The calendar says December, but it looks and feels like May.
May in a drought year, that is.
There should be snow on the ground and clouds in the sky; it should not be warm enough to wander outside with no coat, never mind without long sleeves. Instead we have yet another day that outsiders regard as beautiful weather, but we know the deadly truth of it.
And there is not a thing we can do about it.
We are at a pass that requires collective and communal action, and we already know that that will not be forthcoming. In a place where the invading population refuses to wear a mask to protect the very people on whose stolen land they thrive, there is no hope of either policy or process to protect the land. Instead, they seem determined to do the exact opposite of what is required, calling it “economic progress” while the world dies around them.
The only thing within our purview now is here in front of us, this small parcel of land that has thrived for millennia but now needs our help to keep it alive and well.

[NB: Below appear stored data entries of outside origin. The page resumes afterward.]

//! Scene-id labels on rendered images.
//!
//! Per-scene frames carry their id as white-on-black text in the top-left
//! corner, so the animation stays legible. Glyphs come from the fixed 8x8
//! bitmap font, scaled up for larger frames.

use font8x8::{BASIC_FONTS, UnicodeFonts};
use image::{Rgb, RgbImage};

const PADDING: u32 = 4;

/// The pixel scale used for a frame of the given width.
fn glyph_scale(image_width: u32) -> u32 {
	(image_width / 256).clamp(1, 4)
}

fn draw_glyph(img: &mut RgbImage, glyph: [u8; 8], x0: u32, y0: u32, scale: u32, color: Rgb<u8>) {
	for (row, bits) in glyph.iter().enumerate() {
		for col in 0..8u32 {
			if bits >> col & 1 == 0 {
				continue;
			}
			for dy in 0..scale {
				for dx in 0..scale {
					let x = x0 + col * scale + dx;
					let y = y0 + row as u32 * scale + dy;
					if x < img.width() && y < img.height() {
						img.put_pixel(x, y, color);
					}
				}
			}
		}
	}
}

/// Draws `text` at `(x, y)` without a background.
pub fn draw_text(img: &mut RgbImage, text: &str, x: u32, y: u32, scale: u32, color: Rgb<u8>) {
	let glyph_size = 8 * scale;
	let mut cursor = x;
	for ch in text.chars() {
		if let Some(glyph) = BASIC_FONTS.get(ch) {
			draw_glyph(img, glyph, cursor, y, scale, color);
		}
		cursor += glyph_size;
		if cursor >= img.width() {
			break;
		}
	}
}

/// Draws `text` onto the top-left corner of `img` over a black banner.
pub fn draw_label(img: &mut RgbImage, text: &str) {
	let scale = glyph_scale(img.width());
	let glyph_size = 8 * scale;
	let banner_width = (text.len() as u32 * glyph_size + 2 * PADDING).min(img.width());
	let banner_height = (glyph_size + 2 * PADDING).min(img.height());

	for y in 0..banner_height {
		for x in 0..banner_width {
			img.put_pixel(x, y, Rgb([0, 0, 0]));
		}
	}

	draw_text(img, text, PADDING, PADDING, scale, Rgb([255, 255, 255]));
}

#[cfg(test)]
mod tests {
	use super::*;

	#[test]
	fn label_paints_a_banner_with_text() {
		let mut img = RgbImage::from_pixel(256, 256, Rgb([120, 120, 120]));
		draw_label(&mut img, "S2A_45RVL_20241228");

		// banner background is black
		assert_eq!(img.get_pixel(0, 0).0, [0, 0, 0]);
		// some pixels inside the banner are white glyph pixels
		let white = img
			.pixels()
			.filter(|pixel| pixel.0 == [255, 255, 255])
			.count();
		assert!(white > 50, "expected glyph pixels, found {white}");
		// the image body is untouched
		assert_eq!(img.get_pixel(128, 128).0, [120, 120, 120]);
	}

	#[test]
	fn label_survives_tiny_images() {
		let mut img = RgbImage::from_pixel(10, 6, Rgb([50, 50, 50]));
		draw_label(&mut img, "a very long scene identifier");
		assert_eq!(img.get_pixel(0, 0).0, [0, 0, 0]);
	}

	#[test]
	fn labelling_is_deterministic() {
		let mut a = RgbImage::from_pixel(64, 64, Rgb([9, 9, 9]));
		let mut b = a.clone();
		draw_label(&mut a, "LC09_L2SP_142040");
		draw_label(&mut b, "LC09_L2SP_142040");
		assert_eq!(a.as_raw(), b.as_raw());
	}
}
//! The vcube processing pipelines.
//!
//! Three entry points, all driven by plain config structs:
//! - [`compute`] — the batch band-math pipeline writing a full artifact set
//!   into a per-job output directory,
//! - [`extract`] — per-scene multi-band GeoTIFF export,
//! - [`TileProcessor::generate_tile`] — the same pipeline specialized to a
//!   single cached XYZ tile.

pub mod config;
pub use config::{ComputeConfig, ExtractConfig, TileRequest};
mod engine;
pub use engine::compute;
mod extract;
pub use extract::extract;
mod tiler;
pub use tiler::{DEFAULT_CACHE_TTL, DEFAULT_DEADLINE, TileProcessor};
mod zip;
pub use zip::zip_files;
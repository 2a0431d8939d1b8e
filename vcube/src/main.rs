mod tools;

use anyhow::Result;
use clap::{Parser, Subcommand};
use clap_verbosity_flag::{InfoLevel, Verbosity};

#[derive(Parser, Debug)]
#[command(
	author,
	version,
	about,
	long_about = None,
	propagate_version = true,
	disable_help_subcommand = true,
)]
struct Cli {
	#[command(subcommand)]
	command: Commands,

	#[command(flatten)]
	verbose: Verbosity<InfoLevel>,
}

#[derive(Subcommand, Debug)]
enum Commands {
	/// Run the batch band-math pipeline over an area and time range
	Compute(tools::compute::Subcommand),

	/// Export raw bands as per-scene multi-band GeoTIFFs
	Extract(tools::extract::Subcommand),

	/// Render a single XYZ map tile
	Tile(tools::tile::Subcommand),

	/// Search the scene catalog and print the matching features
	Search(tools::search::Subcommand),
}

fn main() -> Result<()> {
	let cli = Cli::parse();

	env_logger::Builder::new()
		.filter_level(cli.verbose.log_level_filter())
		.format_timestamp(None)
		.init();

	run(cli)
}

fn run(cli: Cli) -> Result<()> {
	match &cli.command {
		Commands::Compute(arguments) => tools::compute::run(arguments),
		Commands::Extract(arguments) => tools::extract::run(arguments),
		Commands::Tile(arguments) => tools::tile::run(arguments),
		Commands::Search(arguments) => tools::search::run(arguments),
	}
}

#[cfg(test)]
mod tests {
	use crate::Cli;
	use clap::Parser;

	#[test]
	fn help_lists_the_subcommands() {
		let err = Cli::try_parse_from(["vcube"]).unwrap_err().to_string();
		assert!(err.contains("Usage: vcube"));
		for name in ["compute", "extract", "tile", "search"] {
			assert!(err.contains(name), "help must mention '{name}'");
		}
	}

	#[test]
	fn version_flag_parses() {
		let err = Cli::try_parse_from(["vcube", "-V"]).unwrap_err().to_string();
		assert!(err.starts_with("vcube "));
	}

	#[test]
	fn compute_requires_a_bbox() {
		let err = Cli::try_parse_from(["vcube", "compute", "--output-dir", "/tmp/x"]).unwrap_err();
		assert!(err.to_string().contains("--bbox"));
	}
}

At the moment, the “alive” part is about all we can do; “well” requires the cooperation of elemental forces that colonial pillage has done its best to expel entirely.

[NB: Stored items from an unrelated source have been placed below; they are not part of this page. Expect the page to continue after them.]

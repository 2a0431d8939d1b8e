use super::date_or_default;
use anyhow::Result;
use std::path::PathBuf;
use vcube_pipeline::{TileProcessor, TileRequest};

#[derive(clap::Args, Debug)]
#[command(arg_required_else_help = true, disable_version_flag = true)]
pub struct Subcommand {
	/// Zoom level (10 to 23)
	pub z: u8,

	/// Tile column
	pub x: u32,

	/// Tile row
	pub y: u32,

	/// Start date (YYYY-MM-DD), defaults to one year ago
	#[arg(long)]
	pub start_date: Option<String>,

	/// End date (YYYY-MM-DD), defaults to today
	#[arg(long)]
	pub end_date: Option<String>,

	/// Maximum cloud cover percentage
	#[arg(long, default_value_t = 30.0)]
	pub cloud_cover: f64,

	/// First band
	#[arg(long, default_value = "visual")]
	pub band1: String,

	/// Second band
	#[arg(long)]
	pub band2: Option<String>,

	/// Band-math formula over band1 and band2
	#[arg(long, default_value = "band1")]
	pub formula: String,

	/// Colormap for the rendered tile
	#[arg(long, default_value = "RdYlGn")]
	pub colormap: String,

	/// Aggregation operation for the time-series path
	#[arg(long, default_value = "median")]
	pub operation: String,

	/// Aggregate the whole time range instead of serving the latest scene
	#[arg(long)]
	pub timeseries: bool,

	/// Where to write the PNG
	#[arg(long, default_value = "tile.png")]
	pub output: PathBuf,

	/// STAC collection (sentinel-2-l2a or landsat-c2-l2)
	#[arg(long, default_value = "sentinel-2-l2a")]
	pub collection: String,
}

#[tokio::main]
pub async fn run(arguments: &Subcommand) -> Result<()> {
	let request = TileRequest {
		x: arguments.x,
		y: arguments.y,
		z: arguments.z,
		start_date: date_or_default(&arguments.start_date, 365)?,
		end_date: date_or_default(&arguments.end_date, 0)?,
		cloud_cover: arguments.cloud_cover,
		band1: arguments.band1.clone(),
		band2: arguments.band2.clone().filter(|band| !band.is_empty()),
		formula: arguments.formula.clone(),
		colormap: arguments.colormap.clone(),
		operation: arguments.operation.clone(),
		latest: !arguments.timeseries,
		collection: arguments.collection.clone(),
	};

	let processor = TileProcessor::default();
	let (png, scene) = processor.generate_tile(&request).await?;
	std::fs::write(&arguments.output, &png)?;

	log::info!(
		"wrote {} ({} bytes) from scene {} ({}, cloud cover {}%)",
		arguments.output.display(),
		png.len(),
		scene.id,
		scene.datetime,
		scene.cloud_cover
	);
	Ok(())
}
mod chunker;
mod directory;
mod error;
mod hls;
mod playlist;
mod remux;
mod session;
mod stopper;

pub use chunker::SegmentChunker;
pub use directory::DirectoryClient;
pub use error::SessionError;
pub use playlist::{first_playable_url, PlaylistKind};
pub use session::{SessionHandle, StreamEvent, StreamSession};
pub use stopper::Stopper;
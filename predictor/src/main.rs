use std::path::PathBuf;

use analyzer::NullClassifier;
use anyhow::Result;
use clap::Parser;
use fetcher::StreamSession;
use hotlist::Hotlist;
use predictor::{NullExtractor, Predictor};

#[derive(Debug, Parser)]
struct Args {
    /// Station country, as listed in the directory.
    pub country: String,
    /// Station name, as listed in the directory.
    pub name: String,
    /// Segment duration in seconds.
    #[clap(short, long, default_value_t = 1)]
    pub segment_duration: u64,
    /// Path to the hotlist reference database.
    #[clap(long)]
    pub hotlist_db: Option<PathBuf>,
}

#[tokio::main]
async fn main() -> Result<()> {
    init_logger()?;

    let args = Args::parse();

    let hotlist = match &args.hotlist_db {
        Some(path) => Hotlist::open(path),
        None => Hotlist::new(None),
    };

    let (handle, events) = StreamSession::spawn(&args.country, &args.name, args.segment_duration);
    let (_fusion, mut predictions) =
        Predictor::spawn(events, NullExtractor, NullClassifier, hotlist);

    while let Some(prediction) = predictions.recv().await {
        println!("{}", serde_json::to_string(&prediction)?);
    }

    handle.stop();
    Ok(())
}

fn init_logger() -> Result<()> {
    simplelog::TermLogger::init(
        simplelog::LevelFilter::Debug,
        simplelog::ConfigBuilder::new()
            .set_time_format_rfc3339()
            .add_filter_allow("predictor".to_owned())
            .add_filter_allow("fetcher".to_owned())
            .add_filter_allow("analyzer".to_owned())
            .add_filter_allow("hotlist".to_owned())
            .build(),
        simplelog::TerminalMode::Mixed,
        simplelog::ColorChoice::Auto,
    )?;
    Ok(())
}
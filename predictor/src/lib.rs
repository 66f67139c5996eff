mod extractor;
mod pipeline;

pub use extractor::{FingerprintExtractor, NullExtractor};
pub use pipeline::Predictor;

Even in these short days, growing ever shorter now, the hours of unrelieved sunlight are long and hard. The earth finds rest, if not anything like healing, beneath the blanket of night.

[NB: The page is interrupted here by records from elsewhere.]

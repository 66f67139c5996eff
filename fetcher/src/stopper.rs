use std::sync::atomic::{AtomicBool, Ordering};
use std::sync::Arc;

use tokio::sync::Notify;

/// Cooperative stop flag shared between a session task and its handle.
///
/// Once stopped, every retry and watchdog path in the session checks the flag
/// and no-ops; in-flight I/O is abandoned at the next `select!` point.
#[derive(Clone, Default)]
pub struct Stopper {
    flag: Arc<AtomicBool>,
    notify: Arc<Notify>,
}

impl Stopper {
    #[must_use]
    pub fn new() -> Self {
        Self::default()
    }

    pub fn stop(&self) {
        if !self.flag.swap(true, Ordering::Relaxed) {
            self.notify.notify_waiters();
        }
    }

    #[must_use]
    pub fn is_stopped(&self) -> bool {
        self.flag.load(Ordering::Relaxed)
    }

    /// Resolves when [`stop`](Self::stop) has been called.
    pub async fn stopped(&self) {
        loop {
            if self.is_stopped() {
                return;
            }
            let notified = self.notify.notified();
            tokio::pin!(notified);
            notified.as_mut().enable();
            if self.is_stopped() {
                return;
            }
            notified.await;
        }
    }
}

#[cfg(test)]
mod tests {
    use super::*;

    #[tokio::test]
    async fn stop_is_idempotent_and_observable() {
        let stopper = Stopper::new();
        assert!(!stopper.is_stopped());

        stopper.stop();
        stopper.stop();
        assert!(stopper.is_stopped());

        // Must resolve immediately for an already-stopped flag.
        stopper.stopped().await;
    }
}
use bytes::Bytes;

/// A slice of the live stream as received from the network.
///
/// `segment_start` marks the first chunk of a new fixed-duration segment.
/// `t_buffer` is the estimated number of seconds of audio buffered ahead of
/// real time at the moment the chunk was emitted.
#[derive(Debug, Clone)]
pub struct AudioChunk {
    pub data: Bytes,
    pub segment_start: bool,
    pub t_buffer: f64,
}

impl AudioChunk {
    #[must_use]
    pub fn len(&self) -> usize {
        self.data.len()
    }

    #[must_use]
    pub fn is_empty(&self) -> bool {
        self.data.is_empty()
    }
}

It’s no metaphor, although it works that way, too, especially this time of year. As autumn cedes space to what should be becoming winter, we would normally be granted the gift of fiery sunsets once more. Such skies typically travel with the seasonal extremes, summer and winter; this place has never been much for spring showers, only winds, and fall is far too clear to deliver more than a gradient glow of color. But the summer monsoons and the winter snows have always been reliable producers of spectacular twilight skies: a dark Phoenix, the storm’s Firebird, when night is born of flame.
Today’s featured work embodies the shapes and shades of these seasonal spirits and gifts — a pair of earrings manifest as the guiding forces of fire and night. From their description in the Earrings Gallery here on the site:
When Night Is Born of Flame Earrings
This is a space and season when night is born of flame, a crimson sun descending a scarlet sky before the fall of the black velvet dark. Wings brings together the scarlet sun and the jet expanse in a setting as silver and shimmering as any constellation of stars. The focal setting is all of a piece, a single backing to hold the square onyx cabochons at the center, the tiny round carnelian orbs at the top, and the paired radiant sunbursts, made by hand from sterling silver ingot, that connect them like little molten fires. Organic hand-drilled tabs emerge from the top of the setting to hold the earring wires, and from the bottom to hold the jump rings that allow the pendants to dance: hand-made repoussé diamonds, Eyes of Spirit that guide as surely as the North Star. Earrings hang 2″ in full length (excluding wires), consisting of 1-1/4″ combined settings and 3/4″ of dangling jump rings and pendants. Square bezels are 1/2″ across; onyx cabochons are 7/16″ across; carnelian cabs are 3/16″ across; ingot sunbursts are each 1/4″ across; and pendants are 3/4″ long by 1/4″ across at the widest point (all dimensions approximate).
Sterling silver; onyx; carnelian
$425 + shipping, handling, and insurance
These were the fourth of five pairs of earrings that Wings recently created in a similar classic style, an informal series of sizes and shapes and stones brought together in traditional fashion. Of the five, only this pair remains.
Perhaps they have been waiting for the season that aligns with their spirit, and Spirit knows there has been a dearth of anything like clouds to produce a fiery sunset lately.
That changed last night, when late-forming trailing bands of iridescent white began to forge a path across the western sky. These held no rain, of course, only light — but by fall of night, they had undergone a kaleidoscopic transformation, from pearl to gold to amber to copper to rose to crimson, the light behind and within them radiating out to the indigo of twilight, turning it the color of jet beaded with the silver of the first Evening Star, and soon its followers too.
If predictions hold, that may change even more in the week to come; for now, there is a decent chance of regular cloud cover and a small but real chance of snow in the forecast. It’s nothing like enough, but it would take years of dedicated reclamation work to have even the chance of approaching that point now. But reclamation occurs in the small steps and spaces, too, and as they are the only path currently open to us, we must be ready to put them to proper use whenever they present themselves.
These skies, too, remind us of another lesson that we tend to forget: that there is wisdom to be found in earth and sky themselves, and guidance, too. I wrote above of the dark as a Phoenix, rising from the ashes of the heat of the day. Earth and sky together now need a chance at rebirth, and when delivered, it will be from the storm itself. But this is the season of the storm’s Firebird, when night is born of flame, and rebirths, however small, are possible.